PROBLEM TO SOLVE: Search the listing below for the word "bool", and copy every line in which it turns up.

════════

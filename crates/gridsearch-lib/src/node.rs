use std::collections::HashSet;

use serde::Serialize;
use tracing::warn;

use crate::grid::{Grid, Position};

/// Handle of a node inside a [`NodeArena`].
pub type NodeId = usize;

/// State-space node: a position plus whether the way-point has been visited.
///
/// Two states that share a position but differ in `has_waypoint` are distinct.
#[derive(Debug, Clone, Copy, PartialEq, Eq, Hash, Serialize)]
pub struct SearchState {
    pub position: Position,
    pub has_waypoint: bool,
}

impl SearchState {
    /// State of an agent standing on `origin` before any move.
    ///
    /// Grids without a way-point start with the requirement already met.
    pub fn origin(grid: &Grid, origin: Position) -> Self {
        Self {
            position: origin,
            has_waypoint: grid.waypoint().map_or(true, |w| w == origin),
        }
    }

    /// State reached by stepping onto `next`. The flag never reverts.
    pub fn advance(self, grid: &Grid, next: Position) -> Self {
        Self {
            position: next,
            has_waypoint: self.has_waypoint || grid.waypoint() == Some(next),
        }
    }

    /// `true` when this state completes the whole trip.
    pub fn is_goal(self, grid: &Grid) -> bool {
        self.has_waypoint && self.position == grid.goal()
    }
}

/// Search tree node. Immutable once inserted into the arena.
#[derive(Debug, Clone, Copy, PartialEq, Eq)]
pub struct SearchNode {
    pub state: SearchState,
    /// `None` marks the root of a search leg.
    pub predecessor: Option<NodeId>,
    pub depth: usize,
    /// Cost accumulated from the root of the leg.
    pub cost: u32,
    /// Key the node was queued with (cost, or cost plus estimate).
    pub priority: u32,
}

impl SearchNode {
    /// Root node with no predecessor and zero accumulated cost.
    pub fn root(state: SearchState, depth: usize) -> Self {
        Self {
            state,
            predecessor: None,
            depth,
            cost: 0,
            priority: 0,
        }
    }
}

/// Append-only storage for search nodes.
///
/// Predecessor links are arena handles, so the search tree is a backward-only
/// DAG with no shared ownership.
#[derive(Debug, Clone, Default)]
pub struct NodeArena {
    nodes: Vec<SearchNode>,
}

impl NodeArena {
    pub fn new() -> Self {
        Self::default()
    }

    pub fn insert(&mut self, node: SearchNode) -> NodeId {
        debug_assert!(node.predecessor.map_or(true, |p| p < self.nodes.len()));
        self.nodes.push(node);
        self.nodes.len() - 1
    }

    pub fn get(&self, id: NodeId) -> &SearchNode {
        &self.nodes[id]
    }

    pub fn len(&self) -> usize {
        self.nodes.len()
    }

    pub fn is_empty(&self) -> bool {
        self.nodes.is_empty()
    }

    /// Walk predecessor links back from `terminal` and return the positions
    /// from the leg root to `terminal`, inclusive.
    pub fn path_to(&self, terminal: NodeId) -> Vec<Position> {
        self.states_to(terminal)
            .into_iter()
            .map(|state| state.position)
            .collect()
    }

    /// States from the leg root to `terminal`, inclusive.
    ///
    /// The walk stops early if it ever revisits a node, so it terminates even
    /// if the arena were corrupted into a cycle.
    pub fn states_to(&self, terminal: NodeId) -> Vec<SearchState> {
        let mut states = Vec::new();
        let mut seen = HashSet::new();
        let mut current = Some(terminal);
        while let Some(id) = current {
            if !seen.insert(id) {
                warn!(node = id, "predecessor cycle during path reconstruction");
                break;
            }
            let node = &self.nodes[id];
            states.push(node.state);
            current = node.predecessor;
        }
        states.reverse();
        states
    }
}
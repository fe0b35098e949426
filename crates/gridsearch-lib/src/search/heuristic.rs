use crate::grid::Grid;
use crate::node::SearchState;

/// Manhattan lower bound on the remaining cost from `state`.
///
/// Before the way-point is visited the estimate routes through it:
/// `d(p, W) + d(W, G)`. Afterwards it is `d(p, G)`. Every move costs at
/// least one, so the estimate never overshoots and it is consistent across
/// the flag flip.
pub fn estimate(grid: &Grid, state: SearchState) -> u32 {
    match grid.waypoint() {
        Some(waypoint) if !state.has_waypoint => {
            state.position.manhattan(waypoint) + waypoint.manhattan(grid.goal())
        }
        _ => state.position.manhattan(grid.goal()),
    }
}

════════

TASK OUTPUT:
    pub has_waypoint: bool,
    pub fn is_goal(self, grid: &Grid) -> bool {
    pub fn is_empty(&self) -> bool {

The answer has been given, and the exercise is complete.